> INSTRUCTIONS TO FOLLOW:
Examine each line of the data, and copy the ones containing "crate".

Stored data entries:
--------------------------------------------------

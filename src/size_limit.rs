use crate::constants;
use std::collections::HashMap;

/// Represents size limit of the stream to prevent DoS attack.
///
/// Sizes count body bytes handed to part sinks; preamble, headers and
/// boundaries are not included. Header lines have their own fixed cap.
///
/// Please refer [`Constraints`](crate::Constraints) for more info.
#[derive(Debug, Clone)]
pub struct SizeLimit {
    pub(crate) whole_stream: u64,
    pub(crate) per_field: u64,
    pub(crate) field_map: HashMap<String, u64>,
}

impl SizeLimit {
    /// Creates a default size limit which is [`u64::MAX`] for the whole stream
    /// and for each field.
    pub fn new() -> SizeLimit {
        SizeLimit::default()
    }

    /// Sets size limit for the whole stream.
    pub fn whole_stream(mut self, limit: u64) -> SizeLimit {
        self.whole_stream = limit;
        self
    }

    /// Sets size limit for each field.
    pub fn per_field(mut self, limit: u64) -> SizeLimit {
        self.per_field = limit;
        self
    }

    /// Sets size limit for a specific field, it overrides the `per_field` value for this field.
    ///
    /// It is useful when you want to set a size limit on a textual field which will be stored in memory
    /// to avoid potential DoS attacks from attackers running the server out of memory.
    pub fn for_field<N: Into<String>>(mut self, field_name: N, limit: u64) -> SizeLimit {
        self.field_map.insert(field_name.into(), limit);
        self
    }

    pub(crate) fn extract_size_limit_for(&self, field: &str) -> u64 {
        self.field_map.get(field).copied().unwrap_or(self.per_field)
    }
}

impl Default for SizeLimit {
    fn default() -> Self {
        SizeLimit {
            whole_stream: constants::DEFAULT_WHOLE_STREAM_SIZE_LIMIT,
            per_field: constants::DEFAULT_PER_FIELD_SIZE_LIMIT,
            field_map: HashMap::default(),
        }
    }
}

--------------------------------------------------

> RESULT OF THE TASK:
use crate::constants;
/// Please refer [`Constraints`](crate::Constraints) for more info.
    pub(crate) whole_stream: u64,
    pub(crate) per_field: u64,
    pub(crate) field_map: HashMap<String, u64>,
    pub(crate) fn extract_size_limit_for(&self, field: &str) -> u64 {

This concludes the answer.